I've never seen or heard of this movie, but you just made my day, Maitland.:^O
Posted by BewiXed1
Sep 27, 2007 2:44 PM
A video copy of The Killer Shrews has been circulating among some friends of mine for years now - we keep "presenting" it to each other on birthdays, holidays, etc. (nobody wants to actually keep it). Maitland's description of "shrew costumes" is overly generous - more like moptop wigs and false teeth. Most of the dogs' bodies and certainly their legs are unadorned, they couldn't be more obviously dogs. The only discussions we've ever had concern guessing the breed - I say greyhounds.
Posted by mirakle58
Sep 27, 2007 3:02 PM
I just recently saw the promo for Black Sheep while watching the Death Proof video with my husband. He kept saying he couldn't believe the movie was serious. I said I thought it was probably a Shaun of the Dead type movie. Thanks for the clarification. I will probably see it, especially knowing your opinion that it does what it does well.
Posted by CinderAngelkc
Sep 27, 2007 3:10 PM
OMG, Maitland! That stupid Shrews movie...I rented it from Netflix & couldn't sit through more than 10 minutes of it! I just kept fast-forwarding it to the parts with the "scary" monsters! That one was just plain painful!

I have to toss Empire of the Ants on the pile. 1977, Joan Collins & John David Carson...it's cheestastic!

I love Them! I watch it everytime it's on.

Achy, I like all the ones you've mentioned.

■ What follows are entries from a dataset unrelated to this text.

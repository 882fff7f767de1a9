//! Property facts read from `listing.toml`.
//!
//! ```toml
//! headline = "Capitol Hill's most cinematic view residence."
//! tagline = "Sweeping views of downtown, water and mountains."
//! price = 3188000
//! beds = 7
//! baths = 7
//! sqft = 3587
//! lot_size = "33 x 122 ft (4,026 sq ft)"
//! year_built = 2025
//! mls = "R3069844"
//! highlights = ["Chef's kitchen", "Legal 2-bedroom suite"]
//!
//! [address]
//! street = "131 Grosvenor Avenue"
//! neighborhood = "Capitol Hill"
//! city = "Burnaby"
//! province = "BC"
//!
//! [open_house]
//! date = "Saturday Nov 29"
//! time = "2:00 PM – 4:00 PM"
//!
//! [agent]
//! name = "Jane Agent"
//! phone = "(604) 555-0100"
//! email = "jane@example.com"
//!
//! [[features]]
//! title = "Kitchen"
//! items = ["Miele appliances", "Waterfall island"]
//! ```
//!
//! A longer description can live in `description.md`, which takes priority
//! over the inline `description` key.

use serde::{Deserialize, Serialize};
use std::collections::BTreeMap;
use std::fs;
use std::path::{Path, PathBuf};
use thiserror::Error;

pub const LISTING_FILE: &str = "listing.toml";

#[derive(Error, Debug)]
pub enum ListingError {
    #[error("IO error: {0}")]
    Io(#[from] std::io::Error),
    #[error("TOML parse error: {0}")]
    Toml(#[from] toml::de::Error),
    #[error("No listing.toml found in {}", .0.display())]
    Missing(PathBuf),
    #[error("Listing validation error: {0}")]
    Validation(String),
}

#[derive(Debug, Clone, PartialEq, Serialize, Deserialize)]
#[serde(deny_unknown_fields)]
pub struct Listing {
    pub headline: String,
    #[serde(default)]
    pub tagline: String,
    pub address: Address,
    /// Asking price in whole currency units.
    pub price: u64,
    pub beds: u32,
    pub baths: u32,
    pub sqft: u32,
    #[serde(default, skip_serializing_if = "Option::is_none")]
    pub lot_size: Option<String>,
    #[serde(default, skip_serializing_if = "Option::is_none")]
    pub year_built: Option<u32>,
    #[serde(default, skip_serializing_if = "Option::is_none")]
    pub mls: Option<String>,
    #[serde(default, skip_serializing_if = "Option::is_none")]
    pub taxes: Option<String>,
    #[serde(default, skip_serializing_if = "Option::is_none")]
    pub heating: Option<String>,
    /// Markdown.
    #[serde(default, skip_serializing_if = "Option::is_none")]
    pub description: Option<String>,
    #[serde(default, skip_serializing_if = "Vec::is_empty")]
    pub highlights: Vec<String>,
    #[serde(default, skip_serializing_if = "Vec::is_empty")]
    pub features: Vec<FeatureGroup>,
    #[serde(default, skip_serializing_if = "Option::is_none")]
    pub open_house: Option<OpenHouse>,
    #[serde(default, skip_serializing_if = "Option::is_none")]
    pub agent: Option<Agent>,
}

#[derive(Debug, Clone, PartialEq, Serialize, Deserialize)]
#[serde(deny_unknown_fields)]
pub struct Address {
    pub street: String,
    #[serde(default)]
    pub neighborhood: String,
    pub city: String,
    pub province: String,
}

impl Address {
    /// `"131 Grosvenor Avenue, Capitol Hill, Burnaby, BC"`, skipping empty parts.
    pub fn full(&self) -> String {
        [
            self.street.as_str(),
            self.neighborhood.as_str(),
            self.city.as_str(),
            self.province.as_str(),
        ]
        .into_iter()
        .map(str::trim)
        .filter(|part| !part.is_empty())
        .collect::<Vec<_>>()
        .join(", ")
    }
}

#[derive(Debug, Clone, PartialEq, Serialize, Deserialize)]
#[serde(deny_unknown_fields)]
pub struct FeatureGroup {
    pub title: String,
    pub items: Vec<String>,
}

#[derive(Debug, Clone, PartialEq, Serialize, Deserialize)]
#[serde(deny_unknown_fields)]
pub struct OpenHouse {
    pub date: String,
    pub time: String,
}

#[derive(Debug, Clone, PartialEq, Serialize, Deserialize)]
#[serde(deny_unknown_fields)]
pub struct Agent {
    pub name: String,
    #[serde(default, skip_serializing_if = "Option::is_none")]
    pub brokerage: Option<String>,
    #[serde(default, skip_serializing_if = "Option::is_none")]
    pub phone: Option<String>,
    #[serde(default, skip_serializing_if = "Option::is_none")]
    pub email: Option<String>,
    #[serde(default, skip_serializing_if = "Option::is_none")]
    pub office: Option<String>,
    #[serde(default, skip_serializing_if = "Option::is_none")]
    pub website: Option<String>,
    /// Network name → profile URL, e.g. `instagram = "https://..."`.
    #[serde(default, skip_serializing_if = "BTreeMap::is_empty")]
    pub social: BTreeMap<String, String>,
}

impl Listing {
    pub fn validate(&self) -> Result<(), ListingError> {
        if self.headline.trim().is_empty() {
            return Err(ListingError::Validation("headline must not be empty".into()));
        }
        if self.address.street.trim().is_empty() {
            return Err(ListingError::Validation(
                "address.street must not be empty".into(),
            ));
        }
        if let Some(group) = self.features.iter().find(|g| g.title.trim().is_empty()) {
            return Err(ListingError::Validation(format!(
                "feature group with items {:?} has no title",
                group.items
            )));
        }
        Ok(())
    }

    /// `"$3,188,000"`.
    pub fn price_formatted(&self) -> String {
        format!("${}", group_thousands(self.price))
    }

    /// `"3,587 sq ft"`.
    pub fn sqft_formatted(&self) -> String {
        format!("{} sq ft", group_thousands(u64::from(self.sqft)))
    }

    /// `"7 beds · 7 baths · 3,587 sq ft"`.
    pub fn summary(&self) -> String {
        format!(
            "{} {} · {} {} · {}",
            self.beds,
            plural(self.beds, "bed", "beds"),
            self.baths,
            plural(self.baths, "bath", "baths"),
            self.sqft_formatted()
        )
    }

    /// Labelled facts for the details table, in display order.
    pub fn facts(&self) -> Vec<(&'static str, String)> {
        let mut facts = vec![
            ("Price", self.price_formatted()),
            ("Bedrooms", self.beds.to_string()),
            ("Bathrooms", self.baths.to_string()),
            ("Floor Area", self.sqft_formatted()),
        ];
        let optional = [
            ("Lot Size", self.lot_size.clone()),
            ("Year Built", self.year_built.map(|y| y.to_string())),
            ("MLS®", self.mls.clone()),
            ("Taxes", self.taxes.clone()),
            ("Heating", self.heating.clone()),
        ];
        facts.extend(
            optional
                .into_iter()
                .filter_map(|(label, value)| value.map(|v| (label, v))),
        );
        facts
    }
}

fn plural(n: u32, one: &'static str, many: &'static str) -> &'static str {
    if n == 1 { one } else { many }
}

/// Insert `,` between groups of three digits.
fn group_thousands(n: u64) -> String {
    let digits = n.to_string();
    let mut out = String::with_capacity(digits.len() + digits.len() / 3);
    for (i, c) in digits.chars().enumerate() {
        if i > 0 && (digits.len() - i) % 3 == 0 {
            out.push(',');
        }
        out.push(c);
    }
    out
}

/// Load and validate `listing.toml`, applying `description.md` if present.
pub fn load_listing(root: &Path) -> Result<Listing, ListingError> {
    let path = root.join(LISTING_FILE);
    if !path.exists() {
        return Err(ListingError::Missing(root.to_path_buf()));
    }
    let content = fs::read_to_string(&path)?;
    let mut listing: Listing = toml::from_str(&content)?;

    let description_path = root.join("description.md");
    if description_path.exists() {
        let description = fs::read_to_string(&description_path)?;
        if !description.trim().is_empty() {
            listing.description = Some(description);
        }
    }

    listing.validate()?;
    Ok(listing)
}

#[cfg(test)]
mod tests {
    use super::*;
    use crate::test_helpers::sample_listing;
    use tempfile::TempDir;

    const MINIMAL: &str = r#"
headline = "A view home"
price = 950000
beds = 1
baths = 1
sqft = 720

[address]
street = "5 Short St"
city = "Burnaby"
province = "BC"
"#;

    #[test]
    fn group_thousands_inserts_commas() {
        assert_eq!(group_thousands(0), "0");
        assert_eq!(group_thousands(999), "999");
        assert_eq!(group_thousands(1000), "1,000");
        assert_eq!(group_thousands(3188000), "3,188,000");
    }

    #[test]
    fn formatted_price_and_area() {
        let listing = sample_listing();
        assert_eq!(listing.price_formatted(), "$3,188,000");
        assert_eq!(listing.sqft_formatted(), "3,587 sq ft");
        assert_eq!(listing.summary(), "7 beds · 7 baths · 3,587 sq ft");
    }

    #[test]
    fn summary_uses_singular() {
        let listing: Listing = toml::from_str(MINIMAL).unwrap();
        assert_eq!(listing.summary(), "1 bed · 1 bath · 720 sq ft");
    }

    #[test]
    fn full_address_skips_empty_parts() {
        let listing: Listing = toml::from_str(MINIMAL).unwrap();
        assert_eq!(listing.address.full(), "5 Short St, Burnaby, BC");
        assert_eq!(
            sample_listing().address.full(),
            "131 Grosvenor Avenue, Capitol Hill, Burnaby, BC"
        );
    }

    #[test]
    fn facts_include_only_present_optionals() {
        let listing: Listing = toml::from_str(MINIMAL).unwrap();
        let labels: Vec<&str> = listing.facts().iter().map(|(l, _)| *l).collect();
        assert_eq!(labels, vec!["Price", "Bedrooms", "Bathrooms", "Floor Area"]);

        let full = sample_listing();
        let facts = full.facts();
        assert!(facts.contains(&("Year Built", "2025".to_string())));
        assert!(facts.contains(&("MLS®", "R3069844".to_string())));
    }

    #[test]
    fn load_listing_missing_file() {
        let tmp = TempDir::new().unwrap();
        assert!(matches!(
            load_listing(tmp.path()),
            Err(ListingError::Missing(_))
        ));
    }

    #[test]
    fn load_listing_reads_description_file() {
        let tmp = TempDir::new().unwrap();
        fs::write(tmp.path().join(LISTING_FILE), MINIMAL).unwrap();
        fs::write(tmp.path().join("description.md"), "Bright and **quiet**.").unwrap();
        let listing = load_listing(tmp.path()).unwrap();
        assert_eq!(listing.description.as_deref(), Some("Bright and **quiet**."));
    }

    #[test]
    fn unknown_key_rejected() {
        let tmp = TempDir::new().unwrap();
        fs::write(tmp.path().join(LISTING_FILE), format!("bedz = 3\n{MINIMAL}")).unwrap();
        assert!(matches!(load_listing(tmp.path()), Err(ListingError::Toml(_))));
    }

    #[test]
    fn blank_headline_fails_validation() {
        let mut listing = sample_listing();
        listing.headline = "  ".to_string();
        assert!(matches!(
            listing.validate(),
            Err(ListingError::Validation(_))
        ));
    }
}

I don't know if Island of Terror(1966) counts or not, but I love it.
Posted by raputathebuta
Sep 27, 2007 3:27 PM
Animal attack movies are one of my favorite subgenre. Some that were not mentioned: Grizzly, Day of the Animals, Chosen Survivors (bats), Kingdom of the Spiders, Tentacles, Food of the Gods, Ben (rats), Prophecy (mutated bear), Kiss of the Tarantula, The Savage Bees, shall I go on?